Lines holding the string "toml" are the ones to copy; find them all in the data.

"""

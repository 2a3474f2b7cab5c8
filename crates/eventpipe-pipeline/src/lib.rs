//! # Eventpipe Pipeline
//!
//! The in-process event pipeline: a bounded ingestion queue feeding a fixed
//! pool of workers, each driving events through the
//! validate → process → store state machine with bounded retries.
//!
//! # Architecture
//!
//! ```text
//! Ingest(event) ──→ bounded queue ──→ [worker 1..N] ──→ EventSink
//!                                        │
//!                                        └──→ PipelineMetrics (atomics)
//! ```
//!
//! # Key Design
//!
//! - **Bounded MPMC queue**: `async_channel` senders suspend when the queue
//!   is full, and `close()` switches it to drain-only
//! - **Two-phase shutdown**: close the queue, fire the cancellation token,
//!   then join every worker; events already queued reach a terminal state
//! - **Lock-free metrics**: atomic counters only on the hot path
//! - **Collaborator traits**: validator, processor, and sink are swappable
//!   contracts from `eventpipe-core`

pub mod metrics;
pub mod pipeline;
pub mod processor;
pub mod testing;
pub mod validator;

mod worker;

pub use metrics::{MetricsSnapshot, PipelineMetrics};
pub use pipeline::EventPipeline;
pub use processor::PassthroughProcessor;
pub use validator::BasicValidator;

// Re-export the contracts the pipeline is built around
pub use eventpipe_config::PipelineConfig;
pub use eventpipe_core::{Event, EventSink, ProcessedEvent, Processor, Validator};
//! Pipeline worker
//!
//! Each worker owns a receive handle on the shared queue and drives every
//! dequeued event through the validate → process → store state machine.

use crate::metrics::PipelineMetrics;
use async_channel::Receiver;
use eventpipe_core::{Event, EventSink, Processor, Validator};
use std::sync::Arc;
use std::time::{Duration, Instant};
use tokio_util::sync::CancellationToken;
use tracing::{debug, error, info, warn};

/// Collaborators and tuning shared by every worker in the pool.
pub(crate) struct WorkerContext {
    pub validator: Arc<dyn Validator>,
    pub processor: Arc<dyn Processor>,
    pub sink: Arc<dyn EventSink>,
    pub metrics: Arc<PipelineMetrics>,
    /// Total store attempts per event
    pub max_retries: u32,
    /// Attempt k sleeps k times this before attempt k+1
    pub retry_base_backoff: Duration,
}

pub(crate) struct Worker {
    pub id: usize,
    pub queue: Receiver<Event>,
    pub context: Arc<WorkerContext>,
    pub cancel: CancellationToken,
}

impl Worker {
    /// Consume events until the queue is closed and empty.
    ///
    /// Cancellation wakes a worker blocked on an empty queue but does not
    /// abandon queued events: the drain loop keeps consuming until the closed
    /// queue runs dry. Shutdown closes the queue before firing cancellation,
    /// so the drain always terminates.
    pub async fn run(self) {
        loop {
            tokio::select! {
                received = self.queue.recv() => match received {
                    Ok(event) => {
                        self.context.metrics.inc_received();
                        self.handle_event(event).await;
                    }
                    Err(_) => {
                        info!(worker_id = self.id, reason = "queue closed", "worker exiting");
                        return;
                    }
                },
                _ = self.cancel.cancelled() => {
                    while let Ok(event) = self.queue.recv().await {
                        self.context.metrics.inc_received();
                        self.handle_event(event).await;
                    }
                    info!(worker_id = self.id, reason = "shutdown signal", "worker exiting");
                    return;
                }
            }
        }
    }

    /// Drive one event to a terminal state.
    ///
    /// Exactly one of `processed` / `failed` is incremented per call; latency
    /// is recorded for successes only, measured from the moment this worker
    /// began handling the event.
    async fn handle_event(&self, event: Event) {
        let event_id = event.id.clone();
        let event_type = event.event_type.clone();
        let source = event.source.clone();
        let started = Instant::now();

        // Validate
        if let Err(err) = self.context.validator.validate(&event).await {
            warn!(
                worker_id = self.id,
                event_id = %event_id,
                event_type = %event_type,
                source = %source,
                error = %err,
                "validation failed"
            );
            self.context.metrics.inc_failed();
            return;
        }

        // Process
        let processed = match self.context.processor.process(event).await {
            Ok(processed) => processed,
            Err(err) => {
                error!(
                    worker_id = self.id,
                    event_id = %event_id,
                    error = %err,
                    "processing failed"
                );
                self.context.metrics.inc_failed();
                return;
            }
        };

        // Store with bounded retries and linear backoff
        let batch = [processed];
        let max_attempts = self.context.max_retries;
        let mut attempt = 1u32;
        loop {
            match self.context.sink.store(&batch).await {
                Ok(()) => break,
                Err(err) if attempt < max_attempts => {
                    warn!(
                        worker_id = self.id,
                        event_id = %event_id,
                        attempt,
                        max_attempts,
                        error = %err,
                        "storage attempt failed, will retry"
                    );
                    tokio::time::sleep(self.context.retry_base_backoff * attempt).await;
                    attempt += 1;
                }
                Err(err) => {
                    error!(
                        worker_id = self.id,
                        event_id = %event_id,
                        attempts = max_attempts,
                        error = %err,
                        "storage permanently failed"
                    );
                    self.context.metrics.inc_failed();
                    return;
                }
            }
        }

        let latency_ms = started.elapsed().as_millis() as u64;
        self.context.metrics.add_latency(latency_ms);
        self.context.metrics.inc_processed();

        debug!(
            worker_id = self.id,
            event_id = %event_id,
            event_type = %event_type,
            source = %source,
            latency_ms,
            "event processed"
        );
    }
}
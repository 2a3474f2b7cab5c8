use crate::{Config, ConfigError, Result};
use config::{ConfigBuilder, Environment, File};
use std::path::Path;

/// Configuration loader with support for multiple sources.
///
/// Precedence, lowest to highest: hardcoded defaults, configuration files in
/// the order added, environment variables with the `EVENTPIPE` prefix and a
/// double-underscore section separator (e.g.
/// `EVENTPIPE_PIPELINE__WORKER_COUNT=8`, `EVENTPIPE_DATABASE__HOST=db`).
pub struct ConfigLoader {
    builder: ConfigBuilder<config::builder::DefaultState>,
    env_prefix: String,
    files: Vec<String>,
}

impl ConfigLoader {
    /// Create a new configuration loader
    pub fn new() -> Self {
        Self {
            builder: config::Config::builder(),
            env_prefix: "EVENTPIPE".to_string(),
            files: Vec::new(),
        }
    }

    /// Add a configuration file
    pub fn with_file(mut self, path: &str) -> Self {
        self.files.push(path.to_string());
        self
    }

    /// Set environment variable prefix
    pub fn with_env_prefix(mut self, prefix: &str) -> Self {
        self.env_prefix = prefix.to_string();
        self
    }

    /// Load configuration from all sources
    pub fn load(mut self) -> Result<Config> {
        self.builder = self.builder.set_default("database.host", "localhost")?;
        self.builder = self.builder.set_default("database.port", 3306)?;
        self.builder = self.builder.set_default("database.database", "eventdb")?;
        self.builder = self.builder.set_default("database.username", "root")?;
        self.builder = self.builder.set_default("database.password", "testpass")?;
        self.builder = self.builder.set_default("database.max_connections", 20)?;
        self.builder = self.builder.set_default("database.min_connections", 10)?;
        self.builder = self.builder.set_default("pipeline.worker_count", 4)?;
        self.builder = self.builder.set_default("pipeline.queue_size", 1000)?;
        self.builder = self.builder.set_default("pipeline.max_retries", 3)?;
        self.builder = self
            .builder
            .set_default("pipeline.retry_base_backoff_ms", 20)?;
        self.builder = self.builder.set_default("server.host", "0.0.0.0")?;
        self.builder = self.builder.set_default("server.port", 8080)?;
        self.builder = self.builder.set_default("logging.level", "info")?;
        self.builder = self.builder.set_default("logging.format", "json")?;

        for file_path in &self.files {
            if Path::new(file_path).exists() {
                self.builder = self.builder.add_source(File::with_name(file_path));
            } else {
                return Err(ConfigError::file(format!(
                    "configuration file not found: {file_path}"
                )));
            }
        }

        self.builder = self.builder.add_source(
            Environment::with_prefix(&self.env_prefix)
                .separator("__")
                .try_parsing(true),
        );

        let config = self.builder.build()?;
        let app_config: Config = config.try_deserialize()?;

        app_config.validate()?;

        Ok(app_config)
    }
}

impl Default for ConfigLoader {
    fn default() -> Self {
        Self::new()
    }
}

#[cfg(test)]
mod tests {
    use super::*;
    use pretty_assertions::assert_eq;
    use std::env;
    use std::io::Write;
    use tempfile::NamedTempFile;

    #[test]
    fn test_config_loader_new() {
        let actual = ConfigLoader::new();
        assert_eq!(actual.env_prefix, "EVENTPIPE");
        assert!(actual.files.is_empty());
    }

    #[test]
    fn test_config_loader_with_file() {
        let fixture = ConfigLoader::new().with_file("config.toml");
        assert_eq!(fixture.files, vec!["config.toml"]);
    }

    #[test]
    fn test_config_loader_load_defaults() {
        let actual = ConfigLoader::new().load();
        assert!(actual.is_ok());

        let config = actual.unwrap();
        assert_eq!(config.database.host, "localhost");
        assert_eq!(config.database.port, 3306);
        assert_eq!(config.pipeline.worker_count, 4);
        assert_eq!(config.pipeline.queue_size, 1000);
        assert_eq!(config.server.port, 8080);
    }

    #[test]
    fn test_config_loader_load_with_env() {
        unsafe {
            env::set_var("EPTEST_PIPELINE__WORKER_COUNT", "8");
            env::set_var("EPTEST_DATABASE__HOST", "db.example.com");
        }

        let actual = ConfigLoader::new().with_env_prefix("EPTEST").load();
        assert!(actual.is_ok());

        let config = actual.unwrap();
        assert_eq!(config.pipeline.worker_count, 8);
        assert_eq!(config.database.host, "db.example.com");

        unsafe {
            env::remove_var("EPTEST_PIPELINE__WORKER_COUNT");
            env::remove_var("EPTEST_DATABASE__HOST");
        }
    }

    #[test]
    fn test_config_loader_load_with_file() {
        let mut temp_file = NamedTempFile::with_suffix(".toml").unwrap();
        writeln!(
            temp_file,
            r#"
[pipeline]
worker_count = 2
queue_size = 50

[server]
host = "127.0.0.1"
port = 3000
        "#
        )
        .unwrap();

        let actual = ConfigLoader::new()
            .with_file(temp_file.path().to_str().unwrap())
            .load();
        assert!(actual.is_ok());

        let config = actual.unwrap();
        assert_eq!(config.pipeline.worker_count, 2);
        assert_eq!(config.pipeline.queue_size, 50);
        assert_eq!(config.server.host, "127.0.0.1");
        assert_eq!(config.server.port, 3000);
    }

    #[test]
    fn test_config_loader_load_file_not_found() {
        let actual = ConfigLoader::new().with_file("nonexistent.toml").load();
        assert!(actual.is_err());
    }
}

"""

Exercise response:
        let fixture = ConfigLoader::new().with_file("config.toml");
        assert_eq!(fixture.files, vec!["config.toml"]);
        let mut temp_file = NamedTempFile::with_suffix(".toml").unwrap();
        let actual = ConfigLoader::new().with_file("nonexistent.toml").load();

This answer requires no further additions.